WHAT THE TASK ASKS =
Go through the entries below and tally the lines containing the string "clap"; report only the tally.

Top of RECORDS PROVIDED

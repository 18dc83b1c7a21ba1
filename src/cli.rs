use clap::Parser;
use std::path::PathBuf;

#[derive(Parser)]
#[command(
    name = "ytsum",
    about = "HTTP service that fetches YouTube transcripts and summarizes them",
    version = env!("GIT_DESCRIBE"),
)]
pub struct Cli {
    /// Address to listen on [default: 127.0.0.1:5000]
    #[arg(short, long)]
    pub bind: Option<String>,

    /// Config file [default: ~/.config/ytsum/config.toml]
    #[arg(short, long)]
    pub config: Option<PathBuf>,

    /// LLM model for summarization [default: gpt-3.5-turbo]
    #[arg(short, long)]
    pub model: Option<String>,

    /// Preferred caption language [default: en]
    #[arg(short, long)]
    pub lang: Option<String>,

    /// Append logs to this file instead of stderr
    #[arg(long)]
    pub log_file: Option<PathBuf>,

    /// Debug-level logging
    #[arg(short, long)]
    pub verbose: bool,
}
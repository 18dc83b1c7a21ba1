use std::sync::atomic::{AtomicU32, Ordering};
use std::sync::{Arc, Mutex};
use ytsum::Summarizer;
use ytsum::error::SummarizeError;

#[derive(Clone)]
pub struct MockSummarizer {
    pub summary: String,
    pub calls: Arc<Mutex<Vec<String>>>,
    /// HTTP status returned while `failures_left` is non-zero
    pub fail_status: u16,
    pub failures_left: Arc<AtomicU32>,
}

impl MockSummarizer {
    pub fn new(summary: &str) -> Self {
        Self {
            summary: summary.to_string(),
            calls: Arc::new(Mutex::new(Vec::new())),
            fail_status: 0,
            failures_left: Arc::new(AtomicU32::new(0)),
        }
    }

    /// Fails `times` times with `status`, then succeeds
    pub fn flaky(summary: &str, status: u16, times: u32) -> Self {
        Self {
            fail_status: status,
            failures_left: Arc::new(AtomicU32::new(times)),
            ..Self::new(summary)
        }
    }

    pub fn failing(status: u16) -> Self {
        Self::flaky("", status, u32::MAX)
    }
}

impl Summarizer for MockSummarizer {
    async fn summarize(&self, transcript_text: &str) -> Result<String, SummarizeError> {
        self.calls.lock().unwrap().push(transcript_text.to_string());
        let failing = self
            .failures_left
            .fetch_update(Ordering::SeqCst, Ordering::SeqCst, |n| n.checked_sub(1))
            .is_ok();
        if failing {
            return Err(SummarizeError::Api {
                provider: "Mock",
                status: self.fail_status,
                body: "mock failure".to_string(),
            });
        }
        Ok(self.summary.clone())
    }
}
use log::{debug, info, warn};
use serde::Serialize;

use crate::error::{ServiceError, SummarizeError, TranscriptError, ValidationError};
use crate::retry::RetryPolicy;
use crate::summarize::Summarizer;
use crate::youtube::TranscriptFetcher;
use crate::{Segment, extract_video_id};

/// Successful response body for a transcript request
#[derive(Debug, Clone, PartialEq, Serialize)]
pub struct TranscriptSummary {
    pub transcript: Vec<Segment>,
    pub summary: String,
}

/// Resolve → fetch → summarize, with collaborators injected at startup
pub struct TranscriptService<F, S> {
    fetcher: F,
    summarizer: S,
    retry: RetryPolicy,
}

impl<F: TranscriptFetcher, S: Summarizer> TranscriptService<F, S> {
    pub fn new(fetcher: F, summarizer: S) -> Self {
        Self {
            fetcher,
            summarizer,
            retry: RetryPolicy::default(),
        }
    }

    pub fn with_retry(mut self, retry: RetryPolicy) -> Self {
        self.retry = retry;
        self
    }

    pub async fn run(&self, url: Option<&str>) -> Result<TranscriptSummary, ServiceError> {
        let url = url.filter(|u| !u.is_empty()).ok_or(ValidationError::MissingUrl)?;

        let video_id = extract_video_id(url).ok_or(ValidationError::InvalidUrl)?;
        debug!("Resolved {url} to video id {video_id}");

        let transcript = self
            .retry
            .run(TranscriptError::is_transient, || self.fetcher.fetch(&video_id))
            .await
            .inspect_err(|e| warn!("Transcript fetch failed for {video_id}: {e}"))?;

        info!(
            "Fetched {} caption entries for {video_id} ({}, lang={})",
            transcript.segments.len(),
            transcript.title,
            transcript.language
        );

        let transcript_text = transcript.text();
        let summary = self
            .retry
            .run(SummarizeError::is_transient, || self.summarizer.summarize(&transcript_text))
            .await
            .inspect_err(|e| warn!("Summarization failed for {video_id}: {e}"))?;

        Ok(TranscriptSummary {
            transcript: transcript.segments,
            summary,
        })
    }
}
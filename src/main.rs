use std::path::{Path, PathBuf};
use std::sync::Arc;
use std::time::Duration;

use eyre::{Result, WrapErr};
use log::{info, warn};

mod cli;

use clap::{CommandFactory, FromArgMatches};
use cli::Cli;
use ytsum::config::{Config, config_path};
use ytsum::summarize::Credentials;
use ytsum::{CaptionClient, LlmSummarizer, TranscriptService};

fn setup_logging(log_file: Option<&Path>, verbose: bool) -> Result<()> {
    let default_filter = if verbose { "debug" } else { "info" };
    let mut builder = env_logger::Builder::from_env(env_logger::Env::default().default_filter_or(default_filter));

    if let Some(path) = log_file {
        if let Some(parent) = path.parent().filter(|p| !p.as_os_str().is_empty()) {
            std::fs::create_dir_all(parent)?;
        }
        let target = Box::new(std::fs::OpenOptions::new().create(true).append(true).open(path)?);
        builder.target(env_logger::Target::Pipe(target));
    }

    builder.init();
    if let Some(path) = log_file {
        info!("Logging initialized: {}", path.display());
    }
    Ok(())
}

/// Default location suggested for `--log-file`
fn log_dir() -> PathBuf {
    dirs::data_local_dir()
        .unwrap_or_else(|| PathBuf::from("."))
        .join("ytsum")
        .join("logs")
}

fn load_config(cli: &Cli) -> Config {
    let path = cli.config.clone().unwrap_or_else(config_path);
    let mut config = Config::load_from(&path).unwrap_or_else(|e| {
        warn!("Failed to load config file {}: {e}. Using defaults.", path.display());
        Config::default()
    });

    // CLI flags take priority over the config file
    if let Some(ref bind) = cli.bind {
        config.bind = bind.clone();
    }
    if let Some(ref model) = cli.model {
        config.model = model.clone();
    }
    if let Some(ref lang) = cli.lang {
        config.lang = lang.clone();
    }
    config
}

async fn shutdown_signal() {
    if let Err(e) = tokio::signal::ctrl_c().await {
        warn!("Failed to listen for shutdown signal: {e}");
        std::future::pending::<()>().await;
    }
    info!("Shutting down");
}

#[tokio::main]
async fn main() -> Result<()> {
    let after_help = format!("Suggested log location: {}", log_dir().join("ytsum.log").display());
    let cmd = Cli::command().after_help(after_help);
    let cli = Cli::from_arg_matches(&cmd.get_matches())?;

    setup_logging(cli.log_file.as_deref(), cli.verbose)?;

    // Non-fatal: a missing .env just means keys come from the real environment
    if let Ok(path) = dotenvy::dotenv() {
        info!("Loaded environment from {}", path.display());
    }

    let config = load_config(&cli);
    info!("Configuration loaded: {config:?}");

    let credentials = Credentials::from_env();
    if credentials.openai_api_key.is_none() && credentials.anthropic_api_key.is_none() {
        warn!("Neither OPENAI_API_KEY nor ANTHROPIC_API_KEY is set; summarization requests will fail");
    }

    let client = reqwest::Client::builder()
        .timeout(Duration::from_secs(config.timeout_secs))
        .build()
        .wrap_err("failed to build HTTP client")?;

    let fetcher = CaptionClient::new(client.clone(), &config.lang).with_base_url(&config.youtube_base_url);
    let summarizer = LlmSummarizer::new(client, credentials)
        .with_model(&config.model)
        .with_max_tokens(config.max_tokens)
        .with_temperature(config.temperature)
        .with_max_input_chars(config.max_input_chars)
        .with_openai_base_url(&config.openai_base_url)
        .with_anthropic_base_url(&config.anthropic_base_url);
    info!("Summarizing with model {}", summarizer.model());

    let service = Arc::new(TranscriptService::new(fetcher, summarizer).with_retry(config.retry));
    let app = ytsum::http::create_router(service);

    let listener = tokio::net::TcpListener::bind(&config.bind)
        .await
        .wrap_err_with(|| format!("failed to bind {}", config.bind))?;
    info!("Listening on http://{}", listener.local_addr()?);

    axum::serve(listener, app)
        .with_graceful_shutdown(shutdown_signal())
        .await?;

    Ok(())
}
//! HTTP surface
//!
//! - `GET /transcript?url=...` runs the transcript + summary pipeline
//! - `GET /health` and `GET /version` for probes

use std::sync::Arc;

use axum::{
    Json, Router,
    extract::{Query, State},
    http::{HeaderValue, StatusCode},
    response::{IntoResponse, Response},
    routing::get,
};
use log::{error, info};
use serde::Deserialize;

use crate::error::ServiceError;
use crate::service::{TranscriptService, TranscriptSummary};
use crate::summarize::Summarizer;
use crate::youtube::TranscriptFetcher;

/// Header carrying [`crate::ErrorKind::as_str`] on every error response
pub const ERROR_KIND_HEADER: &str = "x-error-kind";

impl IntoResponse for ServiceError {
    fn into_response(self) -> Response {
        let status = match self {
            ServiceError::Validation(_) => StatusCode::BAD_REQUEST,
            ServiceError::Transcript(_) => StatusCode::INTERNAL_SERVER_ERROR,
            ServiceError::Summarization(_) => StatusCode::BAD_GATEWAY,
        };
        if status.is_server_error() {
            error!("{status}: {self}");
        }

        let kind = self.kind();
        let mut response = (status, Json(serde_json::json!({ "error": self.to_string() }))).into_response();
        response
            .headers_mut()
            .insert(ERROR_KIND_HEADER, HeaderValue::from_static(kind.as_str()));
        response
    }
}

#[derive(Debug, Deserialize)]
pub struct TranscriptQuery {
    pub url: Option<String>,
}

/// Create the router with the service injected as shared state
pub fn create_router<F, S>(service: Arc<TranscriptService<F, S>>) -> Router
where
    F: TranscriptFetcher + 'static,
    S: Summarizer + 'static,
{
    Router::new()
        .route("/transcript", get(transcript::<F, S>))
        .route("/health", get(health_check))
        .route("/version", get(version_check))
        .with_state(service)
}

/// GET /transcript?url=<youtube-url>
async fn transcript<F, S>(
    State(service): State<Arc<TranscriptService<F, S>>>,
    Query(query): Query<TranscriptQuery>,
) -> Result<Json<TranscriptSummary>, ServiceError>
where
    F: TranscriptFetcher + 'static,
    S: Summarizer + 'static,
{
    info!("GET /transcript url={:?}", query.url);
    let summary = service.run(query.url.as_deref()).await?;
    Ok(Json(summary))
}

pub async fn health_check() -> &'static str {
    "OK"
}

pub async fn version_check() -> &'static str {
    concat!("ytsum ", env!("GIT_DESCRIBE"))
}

Bottom of RECORDS PROVIDED

RESULT OF THE TASK =
2